Activity
Please reproduce the following records exactly as they appear.

*** Opening of Data to examine ***

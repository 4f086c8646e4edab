//! x86-64/System V target support: register file, ABI assignment, and the
//! per-opcode instruction tables isel and the emitter both consult.

pub mod registers;
pub mod tables;

use crate::isa::AbiRegs;
use registers::*;
use smallvec::smallvec;

/// The System V register assignment this crate's ABI pass, isel pass, and
/// emitter all share.
pub fn abi_regs() -> AbiRegs {
    AbiRegs {
        int_args: smallvec![RDI, RSI, RDX, RCX, R8, R9],
        sse_args: smallvec![xmm(0), xmm(1), xmm(2), xmm(3), xmm(4), xmm(5), xmm(6), xmm(7)],
        int_rets: smallvec![RAX, RDX],
        sse_rets: smallvec![xmm(0), xmm(1)],
        scratch_gpr: smallvec![RAX, RCX, RDX, RSI, RDI, R8, R9, R10],
        callee_save_gpr: smallvec![RBX, R12, R13, R14, R15],
        div_a: RAX,
        div_d: RDX,
        shift_c: RCX,
        frame_ptr: RBP,
        stack_ptr: RSP,
        emit_scratch: R11,
    }
}

/// The instruction-suffix letter x86 AT&T syntax uses for an operand of
/// `bytes` size (`b`/`w`/`l`/`q`), used whenever the mnemonic needs an
/// explicit size suffix because none of its operands is a
/// size-disambiguating register.
pub fn size_suffix(bytes: u32) -> char {
    match bytes {
        1 => 'b',
        2 => 'w',
        4 => 'l',
        8 => 'q',
        _ => panic!("x86-64: no instruction suffix for a {}-byte operand", bytes),
    }
}
fn lower_return(func: &mut Function, types: &mut TypeInterner, target: &Target, block: Block, ret: Inst) {
    let value = match &func.inst(ret).data {
        InstData::Return { value } => value.clone(),
        _ => unreachable!(),
    };
    let value = match value {
        Some(v) => v,
        None => return,
    };
    let cursor = InsCursor {
        block,
        anchor: Some(ret),
    };
    let rty = func.sig.ret;
    let aggregate = is_aggregate(types, rty);
    match classify(types, rty) {
        Classification::Memory => {
            let stret = func
                .stret_value()
                .unwrap_or_else(|| crate::result::panic_invariant("in-memory return without a stret pointer", &func.name));
            cursor.push(
                func,
                InstData::Memcpy {
                    dst: stret,
                    src: value,
                    len: types.size_of(rty) as u64,
                },
            );
        }
        Classification::Registers(classes) if !aggregate && classes.len() == 1 => {
            let mut cur = RegCursor::new(&target.abi);
            let reg = cur
                .take(classes[0])
                .unwrap_or_else(|| crate::result::panic_invariant("no register for return value", &func.name));
            let pinned = Value::abi_temp(rty, reg);
            cursor.push(
                func,
                InstData::Copy {
                    from: value,
                    to: pinned,
                },
            );
        }
        Classification::Registers(classes) => {
            let size = types.size_of(rty);
            let mut cur = RegCursor::new(&target.abi);
            for (eb, class) in classes.iter().enumerate() {
                let remaining = size.saturating_sub((eb as u32) * 8).min(8);
                let prim = types.primitive_less_or_equal(remaining, *class == EightbyteClass::Sse);
                let src = offset_ptr(func, types, &cursor, &value, prim, (eb as i64) * 8);
                let word = Value::from_inst(prim, func.fresh_name("retword"));
                cursor.push(
                    func,
                    InstData::Load {
                        ptr: src,
                        result: word.retain(),
                    },
                );
                let reg = cur
                    .take(*class)
                    .unwrap_or_else(|| crate::result::panic_invariant("no register for return value", &func.name));
                let pinned = Value::abi_temp(prim, reg);
                cursor.push(
                    func,
                    InstData::Copy {
                        from: word,
                        to: pinned,
                    },
                );
            }
        }
    }
}

#[cfg(test)]
mod tests {
    use super::*;
    use crate::ir::types::Prim;

    #[test]
    fn scalar_fits_one_eightbyte_int() {
        let mut ty = TypeInterner::new(8, 8);
        let i4 = ty.intern_primitive(Prim::I4);
        match classify(&ty, i4) {
            Classification::Registers(classes) => assert_eq!(classes, vec![EightbyteClass::Int]),
            Classification::Memory => panic!("i4 must classify as registers"),
        }
    }

    #[test]
    fn large_struct_is_in_memory() {
        let mut ty = TypeInterner::new(8, 8);
        let i4 = ty.intern_primitive(Prim::I4);
        let ptr = ty.intern_ptr(i4);
        let s = ty.intern_struct(vec![i4, i4, ptr, ptr]);
        assert_eq!(ty.size_of(s), 24);
        assert!(matches!(classify(&ty, s), Classification::Memory));
    }

    #[test]
    fn two_int_fields_merge_to_one_int_eightbyte() {
        let mut ty = TypeInterner::new(8, 8);
        let i4 = ty.intern_primitive(Prim::I4);
        let s = ty.intern_struct(vec![i4, i4]);
        match classify(&ty, s) {
            Classification::Registers(classes) => assert_eq!(classes, vec![EightbyteClass::Int]),
            Classification::Memory => panic!("{{i4,i4}} must fit in one eightbyte"),
        }
    }

    #[test]
    fn mixed_float_and_int_eightbytes_classify_independently() {
        let mut ty = TypeInterner::new(8, 8);
        let f8 = ty.intern_primitive(Prim::F8);
        let i8 = ty.intern_primitive(Prim::I8);
        let s = ty.intern_struct(vec![f8, i8]);
        match classify(&ty, s) {
            Classification::Registers(classes) => {
                assert_eq!(classes, vec![EightbyteClass::Sse, EightbyteClass::Int])
            }
            Classification::Memory => panic!("{{f8,i8}} must fit two eightbytes"),
        }
    }

    #[test]
    fn nine_byte_array_still_fits_two_eightbytes() {
        let mut ty = TypeInterner::new(8, 8);
        let i1 = ty.intern_primitive(Prim::I1);
        let arr = ty.intern_array(i1, 9);
        match classify(&ty, arr) {
            Classification::Registers(classes) => assert_eq!(classes.len(), 2),
            Classification::Memory => panic!("9-byte array must still fit two eightbytes"),
        }
    }
}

*** Close of Data to examine ***

Worked solution
repository 4f086c8646e4edab
//! x86-64/System V target support: register file, ABI assignment, and the
//! per-opcode instruction tables isel and the emitter both consult.

pub mod registers;
pub mod tables;

use crate::isa::AbiRegs;
use registers::*;
use smallvec::smallvec;

/// The System V register assignment this crate's ABI pass, isel pass, and
/// emitter all share.
pub fn abi_regs() -> AbiRegs {
    AbiRegs {
        int_args: smallvec![RDI, RSI, RDX, RCX, R8, R9],
        sse_args: smallvec![xmm(0), xmm(1), xmm(2), xmm(3), xmm(4), xmm(5), xmm(6), xmm(7)],
        int_rets: smallvec![RAX, RDX],
        sse_rets: smallvec![xmm(0), xmm(1)],
        scratch_gpr: smallvec![RAX, RCX, RDX, RSI, RDI, R8, R9, R10],
        callee_save_gpr: smallvec![RBX, R12, R13, R14, R15],
        div_a: RAX,
        div_d: RDX,
        shift_c: RCX,
        frame_ptr: RBP,
        stack_ptr: RSP,
        emit_scratch: R11,
    }
}

/// The instruction-suffix letter x86 AT&T syntax uses for an operand of
/// `bytes` size (`b`/`w`/`l`/`q`), used whenever the mnemonic needs an
/// explicit size suffix because none of its operands is a
/// size-disambiguating register.
pub fn size_suffix(bytes: u32) -> char {
    match bytes {
        1 => 'b',
        2 => 'w',
        4 => 'l',
        8 => 'q',
        _ => panic!("x86-64: no instruction suffix for a {}-byte operand", bytes),
    }
}
fn lower_return(func: &mut Function, types: &mut TypeInterner, target: &Target, block: Block, ret: Inst) {
    let value = match &func.inst(ret).data {
        InstData::Return { value } => value.clone(),
        _ => unreachable!(),
    };
    let value = match value {
        Some(v) => v,
        None => return,
    };
    let cursor = InsCursor {
        block,
        anchor: Some(ret),
    };
    let rty = func.sig.ret;
    let aggregate = is_aggregate(types, rty);
    match classify(types, rty) {
        Classification::Memory => {
            let stret = func
                .stret_value()
                .unwrap_or_else(|| crate::result::panic_invariant("in-memory return without a stret pointer", &func.name));
            cursor.push(
                func,
                InstData::Memcpy {
                    dst: stret,
                    src: value,
                    len: types.size_of(rty) as u64,
                },
            );
        }
        Classification::Registers(classes) if !aggregate && classes.len() == 1 => {
            let mut cur = RegCursor::new(&target.abi);
            let reg = cur
                .take(classes[0])
                .unwrap_or_else(|| crate::result::panic_invariant("no register for return value", &func.name));
            let pinned = Value::abi_temp(rty, reg);
            cursor.push(
                func,
                InstData::Copy {
                    from: value,
                    to: pinned,
                },
            );
        }
        Classification::Registers(classes) => {
            let size = types.size_of(rty);
            let mut cur = RegCursor::new(&target.abi);
            for (eb, class) in classes.iter().enumerate() {
                let remaining = size.saturating_sub((eb as u32) * 8).min(8);
                let prim = types.primitive_less_or_equal(remaining, *class == EightbyteClass::Sse);
                let src = offset_ptr(func, types, &cursor, &value, prim, (eb as i64) * 8);
                let word = Value::from_inst(prim, func.fresh_name("retword"));
                cursor.push(
                    func,
                    InstData::Load {
                        ptr: src,
                        result: word.retain(),
                    },
                );
                let reg = cur
                    .take(*class)
                    .unwrap_or_else(|| crate::result::panic_invariant("no register for return value", &func.name));
                let pinned = Value::abi_temp(prim, reg);
                cursor.push(
                    func,
                    InstData::Copy {
                        from: word,
                        to: pinned,
                    },
                );
            }
        }
    }
}

#[cfg(test)]
mod tests {
    use super::*;
    use crate::ir::types::Prim;

    #[test]
    fn scalar_fits_one_eightbyte_int() {
        let mut ty = TypeInterner::new(8, 8);
        let i4 = ty.intern_primitive(Prim::I4);
        match classify(&ty, i4) {
            Classification::Registers(classes) => assert_eq!(classes, vec![EightbyteClass::Int]),
            Classification::Memory => panic!("i4 must classify as registers"),
        }
    }

    #[test]
    fn large_struct_is_in_memory() {
        let mut ty = TypeInterner::new(8, 8);
        let i4 = ty.intern_primitive(Prim::I4);
        let ptr = ty.intern_ptr(i4);
        let s = ty.intern_struct(vec![i4, i4, ptr, ptr]);
        assert_eq!(ty.size_of(s), 24);
        assert!(matches!(classify(&ty, s), Classification::Memory));
    }

    #[test]
    fn two_int_fields_merge_to_one_int_eightbyte() {
        let mut ty = TypeInterner::new(8, 8);
        let i4 = ty.intern_primitive(Prim::I4);
        let s = ty.intern_struct(vec![i4, i4]);
        match classify(&ty, s) {
            Classification::Registers(classes) => assert_eq!(classes, vec![EightbyteClass::Int]),
            Classification::Memory => panic!("{{i4,i4}} must fit in one eightbyte"),
        }
    }

    #[test]
    fn mixed_float_and_int_eightbytes_classify_independently() {
        let mut ty = TypeInterner::new(8, 8);
        let f8 = ty.intern_primitive(Prim::F8);
        let i8 = ty.intern_primitive(Prim::I8);
        let s = ty.intern_struct(vec![f8, i8]);
        match classify(&ty, s) {
            Classification::Registers(classes) => {
                assert_eq!(classes, vec![EightbyteClass::Sse, EightbyteClass::Int])
            }
            Classification::Memory => panic!("{{f8,i8}} must fit two eightbytes"),
        }
    }

    #[test]
    fn nine_byte_array_still_fits_two_eightbytes() {
        let mut ty = TypeInterner::new(8, 8);
        let i1 = ty.intern_primitive(Prim::I1);
        let arr = ty.intern_array(i1, 9);
        match classify(&ty, arr) {
            Classification::Registers(classes) => assert_eq!(classes.len(), 2),
            Classification::Memory => panic!("9-byte array must still fit two eightbytes"),
        }
    }
}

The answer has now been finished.